>>>
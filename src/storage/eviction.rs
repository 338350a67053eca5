// Copyright (c) 2025-2026 Adrian Robinson. Licensed under the AGPL-3.0.
// See LICENSE file in the project root for full license text.

//! Cache eviction: drop synced local entries older than a retention window.

use async_trait::async_trait;
use serde::Serialize;
use std::path::PathBuf;
use std::time::{Duration, SystemTime};
use tracing::{debug, info, warn};

use crate::error::Result;

/// What an eviction pass removed.
#[derive(Debug, Clone, Copy, PartialEq, Eq, Default, Serialize)]
pub struct EvictionReport {
    pub entries_removed: u64,
    pub bytes_freed: u64,
}

#[async_trait]
pub trait CacheEvictor: Send + Sync + 'static {
    /// Remove cached entries whose age is at least `retention`.
    async fn evict_older_than(&self, retention: Duration) -> Result<EvictionReport>;
}

/// Deletes files under a cache directory by modification time.
#[derive(Debug, Clone)]
pub struct DirectoryCacheEvictor {
    root: PathBuf,
}

impl DirectoryCacheEvictor {
    pub fn new(root: impl Into<PathBuf>) -> Self {
        Self { root: root.into() }
    }
}

#[async_trait]
impl CacheEvictor for DirectoryCacheEvictor {
    async fn evict_older_than(&self, retention: Duration) -> Result<EvictionReport> {
        let now = SystemTime::now();
        let mut report = EvictionReport::default();
        let mut stack = vec![self.root.clone()];

        while let Some(dir) = stack.pop() {
            let mut entries = match tokio::fs::read_dir(&dir).await {
                Ok(entries) => entries,
                Err(e) if e.kind() == std::io::ErrorKind::NotFound => continue,
                Err(e) => return Err(e.into()),
            };
            while let Some(entry) = entries.next_entry().await? {
                let meta = entry.metadata().await?;
                if meta.is_dir() {
                    stack.push(entry.path());
                    continue;
                }
                let age = meta
                    .modified()
                    .ok()
                    .and_then(|modified| now.duration_since(modified).ok())
                    .unwrap_or(Duration::ZERO);
                if age < retention {
                    continue;
                }
                match tokio::fs::remove_file(entry.path()).await {
                    Ok(()) => {
                        report.entries_removed += 1;
                        report.bytes_freed = report.bytes_freed.saturating_add(meta.len());
                        debug!(path = %entry.path().display(), "Evicted cache entry");
                    }
                    Err(e) => {
                        warn!(path = %entry.path().display(), error = %e, "Failed to evict cache entry");
                    }
                }
            }
        }

        info!(
            removed = report.entries_removed,
            bytes = report.bytes_freed,
            retention_secs = retention.as_secs(),
            "Cache eviction complete"
        );
        crate::metrics::record_eviction(report.entries_removed, report.bytes_freed);
        Ok(report)
    }
}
<<<
• Assigned task: Please be sure to repeat every entry exactly.

• Solution to this exercise:
filename src/storage/eviction.rs
repository 338350a67053eca5
// Copyright (c) 2025-2026 Adrian Robinson. Licensed under the AGPL-3.0.
// See LICENSE file in the project root for full license text.

//! Cache eviction: drop synced local entries older than a retention window.

use async_trait::async_trait;
use serde::Serialize;
use std::path::PathBuf;
use std::time::{Duration, SystemTime};
use tracing::{debug, info, warn};

use crate::error::Result;

/// What an eviction pass removed.
#[derive(Debug, Clone, Copy, PartialEq, Eq, Default, Serialize)]
pub struct EvictionReport {
    pub entries_removed: u64,
    pub bytes_freed: u64,
}

#[async_trait]
pub trait CacheEvictor: Send + Sync + 'static {
    /// Remove cached entries whose age is at least `retention`.
    async fn evict_older_than(&self, retention: Duration) -> Result<EvictionReport>;
}

/// Deletes files under a cache directory by modification time.
#[derive(Debug, Clone)]
pub struct DirectoryCacheEvictor {
    root: PathBuf,
}

impl DirectoryCacheEvictor {
    pub fn new(root: impl Into<PathBuf>) -> Self {
        Self { root: root.into() }
    }
}

#[async_trait]
impl CacheEvictor for DirectoryCacheEvictor {
    async fn evict_older_than(&self, retention: Duration) -> Result<EvictionReport> {
        let now = SystemTime::now();
        let mut report = EvictionReport::default();
        let mut stack = vec![self.root.clone()];

        while let Some(dir) = stack.pop() {
            let mut entries = match tokio::fs::read_dir(&dir).await {
                Ok(entries) => entries,
                Err(e) if e.kind() == std::io::ErrorKind::NotFound => continue,
                Err(e) => return Err(e.into()),
            };
            while let Some(entry) = entries.next_entry().await? {
                let meta = entry.metadata().await?;
                if meta.is_dir() {
                    stack.push(entry.path());
                    continue;
                }
                let age = meta
                    .modified()
                    .ok()
                    .and_then(|modified| now.duration_since(modified).ok())
                    .unwrap_or(Duration::ZERO);
                if age < retention {
                    continue;
                }
                match tokio::fs::remove_file(entry.path()).await {
                    Ok(()) => {
                        report.entries_removed += 1;
                        report.bytes_freed = report.bytes_freed.saturating_add(meta.len());
                        debug!(path = %entry.path().display(), "Evicted cache entry");
                    }
                    Err(e) => {
                        warn!(path = %entry.path().display(), error = %e, "Failed to evict cache entry");
                    }
                }
            }
        }

        info!(
            removed = report.entries_removed,
            bytes = report.bytes_freed,
            retention_secs = retention.as_secs(),
            "Cache eviction complete"
        );
        crate::metrics::record_eviction(report.entries_removed, report.bytes_freed);
        Ok(report)
    }
}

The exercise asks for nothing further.